(Dataset entries)
-- Opening Marker --
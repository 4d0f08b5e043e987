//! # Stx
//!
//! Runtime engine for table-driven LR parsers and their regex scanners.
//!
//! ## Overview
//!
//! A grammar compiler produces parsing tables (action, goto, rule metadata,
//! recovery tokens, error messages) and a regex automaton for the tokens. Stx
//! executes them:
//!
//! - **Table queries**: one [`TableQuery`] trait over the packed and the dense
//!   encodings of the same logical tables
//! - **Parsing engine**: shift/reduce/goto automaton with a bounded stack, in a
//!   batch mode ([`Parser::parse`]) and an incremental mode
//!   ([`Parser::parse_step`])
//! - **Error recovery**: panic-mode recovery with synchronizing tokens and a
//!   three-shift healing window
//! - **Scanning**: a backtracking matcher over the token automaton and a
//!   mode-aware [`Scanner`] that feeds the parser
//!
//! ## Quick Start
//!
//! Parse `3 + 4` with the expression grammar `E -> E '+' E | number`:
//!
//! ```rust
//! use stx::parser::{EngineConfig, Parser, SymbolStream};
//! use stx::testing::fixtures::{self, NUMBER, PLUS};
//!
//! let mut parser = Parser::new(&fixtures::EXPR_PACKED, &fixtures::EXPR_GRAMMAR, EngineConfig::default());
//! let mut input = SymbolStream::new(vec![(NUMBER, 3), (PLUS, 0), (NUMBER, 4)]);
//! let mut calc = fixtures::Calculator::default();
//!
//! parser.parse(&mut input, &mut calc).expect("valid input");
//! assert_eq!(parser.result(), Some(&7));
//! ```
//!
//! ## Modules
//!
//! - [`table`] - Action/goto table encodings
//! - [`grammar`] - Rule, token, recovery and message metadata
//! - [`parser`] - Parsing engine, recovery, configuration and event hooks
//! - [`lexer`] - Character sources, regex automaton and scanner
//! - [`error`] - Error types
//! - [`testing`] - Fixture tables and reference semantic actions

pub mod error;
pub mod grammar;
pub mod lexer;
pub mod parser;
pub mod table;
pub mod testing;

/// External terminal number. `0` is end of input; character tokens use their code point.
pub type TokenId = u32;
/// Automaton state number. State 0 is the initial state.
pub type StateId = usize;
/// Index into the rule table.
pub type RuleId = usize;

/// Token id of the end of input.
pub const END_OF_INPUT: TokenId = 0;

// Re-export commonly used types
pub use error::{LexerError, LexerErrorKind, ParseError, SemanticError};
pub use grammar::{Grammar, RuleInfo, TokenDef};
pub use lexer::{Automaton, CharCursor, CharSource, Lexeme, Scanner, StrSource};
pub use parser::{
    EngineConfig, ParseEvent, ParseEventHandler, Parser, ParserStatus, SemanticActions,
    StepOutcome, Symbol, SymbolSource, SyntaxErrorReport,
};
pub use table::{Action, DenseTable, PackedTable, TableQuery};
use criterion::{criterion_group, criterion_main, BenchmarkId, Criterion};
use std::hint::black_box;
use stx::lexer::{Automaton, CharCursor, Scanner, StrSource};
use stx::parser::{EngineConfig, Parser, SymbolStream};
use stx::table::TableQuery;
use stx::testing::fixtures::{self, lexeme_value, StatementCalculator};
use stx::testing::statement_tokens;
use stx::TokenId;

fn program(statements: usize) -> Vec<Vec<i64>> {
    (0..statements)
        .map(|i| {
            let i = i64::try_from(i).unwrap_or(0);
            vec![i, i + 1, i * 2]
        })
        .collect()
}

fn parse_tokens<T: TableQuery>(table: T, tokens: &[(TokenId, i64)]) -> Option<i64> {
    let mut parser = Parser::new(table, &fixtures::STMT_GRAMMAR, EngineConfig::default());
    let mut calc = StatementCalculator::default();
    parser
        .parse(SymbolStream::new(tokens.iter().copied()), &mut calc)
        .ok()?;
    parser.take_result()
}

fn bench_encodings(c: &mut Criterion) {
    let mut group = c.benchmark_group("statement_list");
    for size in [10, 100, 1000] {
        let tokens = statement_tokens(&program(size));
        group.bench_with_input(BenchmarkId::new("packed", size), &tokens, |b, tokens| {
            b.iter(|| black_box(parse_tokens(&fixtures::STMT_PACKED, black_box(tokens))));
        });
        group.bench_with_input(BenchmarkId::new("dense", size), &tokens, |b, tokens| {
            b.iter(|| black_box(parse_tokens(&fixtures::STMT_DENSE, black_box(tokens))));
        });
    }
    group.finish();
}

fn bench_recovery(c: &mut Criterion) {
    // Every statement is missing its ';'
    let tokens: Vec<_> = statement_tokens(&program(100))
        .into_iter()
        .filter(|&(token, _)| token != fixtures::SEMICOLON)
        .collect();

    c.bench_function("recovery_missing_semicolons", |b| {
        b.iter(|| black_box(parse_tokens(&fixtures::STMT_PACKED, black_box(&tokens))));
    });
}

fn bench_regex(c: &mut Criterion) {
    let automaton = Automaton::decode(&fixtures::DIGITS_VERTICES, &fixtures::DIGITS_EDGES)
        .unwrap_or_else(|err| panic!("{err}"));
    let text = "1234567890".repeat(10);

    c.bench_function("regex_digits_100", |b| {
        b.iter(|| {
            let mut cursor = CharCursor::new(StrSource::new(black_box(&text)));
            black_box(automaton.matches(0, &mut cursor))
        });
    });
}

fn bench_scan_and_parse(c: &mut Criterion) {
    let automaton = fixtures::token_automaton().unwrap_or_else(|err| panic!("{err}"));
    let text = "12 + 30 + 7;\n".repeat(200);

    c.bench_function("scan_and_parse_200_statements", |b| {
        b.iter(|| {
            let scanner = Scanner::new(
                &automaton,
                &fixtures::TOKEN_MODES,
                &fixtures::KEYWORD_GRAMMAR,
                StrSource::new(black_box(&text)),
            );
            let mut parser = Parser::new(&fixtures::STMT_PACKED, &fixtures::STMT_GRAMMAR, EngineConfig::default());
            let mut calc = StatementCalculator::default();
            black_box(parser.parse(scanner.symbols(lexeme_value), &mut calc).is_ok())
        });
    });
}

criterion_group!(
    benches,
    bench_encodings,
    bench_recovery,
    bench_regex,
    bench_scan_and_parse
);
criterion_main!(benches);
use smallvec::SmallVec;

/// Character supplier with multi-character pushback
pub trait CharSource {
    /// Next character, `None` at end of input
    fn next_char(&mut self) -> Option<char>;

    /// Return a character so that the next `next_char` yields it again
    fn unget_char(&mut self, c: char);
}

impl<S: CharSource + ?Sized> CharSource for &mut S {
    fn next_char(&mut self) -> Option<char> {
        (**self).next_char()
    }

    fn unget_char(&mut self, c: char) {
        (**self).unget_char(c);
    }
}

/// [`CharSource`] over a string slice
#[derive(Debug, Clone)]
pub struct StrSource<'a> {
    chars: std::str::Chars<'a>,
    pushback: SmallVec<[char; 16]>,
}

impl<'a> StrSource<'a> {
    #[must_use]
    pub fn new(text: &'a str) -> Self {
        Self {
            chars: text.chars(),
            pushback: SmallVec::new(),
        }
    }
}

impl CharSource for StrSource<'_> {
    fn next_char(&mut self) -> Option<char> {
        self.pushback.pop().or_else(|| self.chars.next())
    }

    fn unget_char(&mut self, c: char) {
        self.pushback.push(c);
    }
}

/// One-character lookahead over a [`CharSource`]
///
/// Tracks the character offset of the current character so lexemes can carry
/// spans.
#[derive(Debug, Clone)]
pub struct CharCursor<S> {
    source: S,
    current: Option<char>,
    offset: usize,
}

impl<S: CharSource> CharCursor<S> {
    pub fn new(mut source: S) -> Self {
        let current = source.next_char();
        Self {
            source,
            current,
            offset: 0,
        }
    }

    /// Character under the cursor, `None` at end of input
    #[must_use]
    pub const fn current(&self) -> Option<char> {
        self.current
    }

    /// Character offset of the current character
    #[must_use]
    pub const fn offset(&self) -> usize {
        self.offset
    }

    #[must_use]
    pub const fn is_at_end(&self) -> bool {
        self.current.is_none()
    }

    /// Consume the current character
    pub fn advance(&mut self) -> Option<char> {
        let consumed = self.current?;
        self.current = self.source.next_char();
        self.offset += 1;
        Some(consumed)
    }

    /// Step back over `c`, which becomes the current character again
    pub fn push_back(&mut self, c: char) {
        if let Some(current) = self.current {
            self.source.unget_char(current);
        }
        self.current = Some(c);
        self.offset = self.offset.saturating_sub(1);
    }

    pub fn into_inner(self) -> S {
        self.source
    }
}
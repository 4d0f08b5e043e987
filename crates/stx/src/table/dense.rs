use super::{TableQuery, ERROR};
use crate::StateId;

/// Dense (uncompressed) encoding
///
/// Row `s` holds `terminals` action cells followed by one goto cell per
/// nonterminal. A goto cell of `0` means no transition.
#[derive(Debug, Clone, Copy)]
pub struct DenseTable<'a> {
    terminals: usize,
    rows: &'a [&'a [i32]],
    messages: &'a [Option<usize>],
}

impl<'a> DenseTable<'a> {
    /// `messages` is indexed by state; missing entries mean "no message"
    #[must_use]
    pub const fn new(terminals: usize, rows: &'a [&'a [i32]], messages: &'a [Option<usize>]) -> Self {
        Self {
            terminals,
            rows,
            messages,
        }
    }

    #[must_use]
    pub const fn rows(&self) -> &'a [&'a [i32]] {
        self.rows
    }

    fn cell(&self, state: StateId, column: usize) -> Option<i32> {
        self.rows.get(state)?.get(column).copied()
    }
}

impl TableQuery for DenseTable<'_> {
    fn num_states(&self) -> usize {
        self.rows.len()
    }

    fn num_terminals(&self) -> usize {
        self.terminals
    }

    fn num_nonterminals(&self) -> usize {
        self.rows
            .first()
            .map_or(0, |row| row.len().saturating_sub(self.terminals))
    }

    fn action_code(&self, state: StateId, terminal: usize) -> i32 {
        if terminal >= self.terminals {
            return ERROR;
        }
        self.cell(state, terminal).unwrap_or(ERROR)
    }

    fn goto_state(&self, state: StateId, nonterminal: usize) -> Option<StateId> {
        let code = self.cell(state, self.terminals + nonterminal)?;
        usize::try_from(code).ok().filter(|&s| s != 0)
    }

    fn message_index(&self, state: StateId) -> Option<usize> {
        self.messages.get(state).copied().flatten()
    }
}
-- Closing Marker --
Beginning with the line above that contains "Action/goto table encodings", copy each line exactly up to and including the line that contains "- Error types", and go no further.

◆ **EXERCISE SOLUTION**
//! - [`table`] - Action/goto table encodings
//! - [`grammar`] - Rule, token, recovery and message metadata
//! - [`parser`] - Parsing engine, recovery, configuration and event hooks
//! - [`lexer`] - Character sources, regex automaton and scanner
//! - [`error`] - Error types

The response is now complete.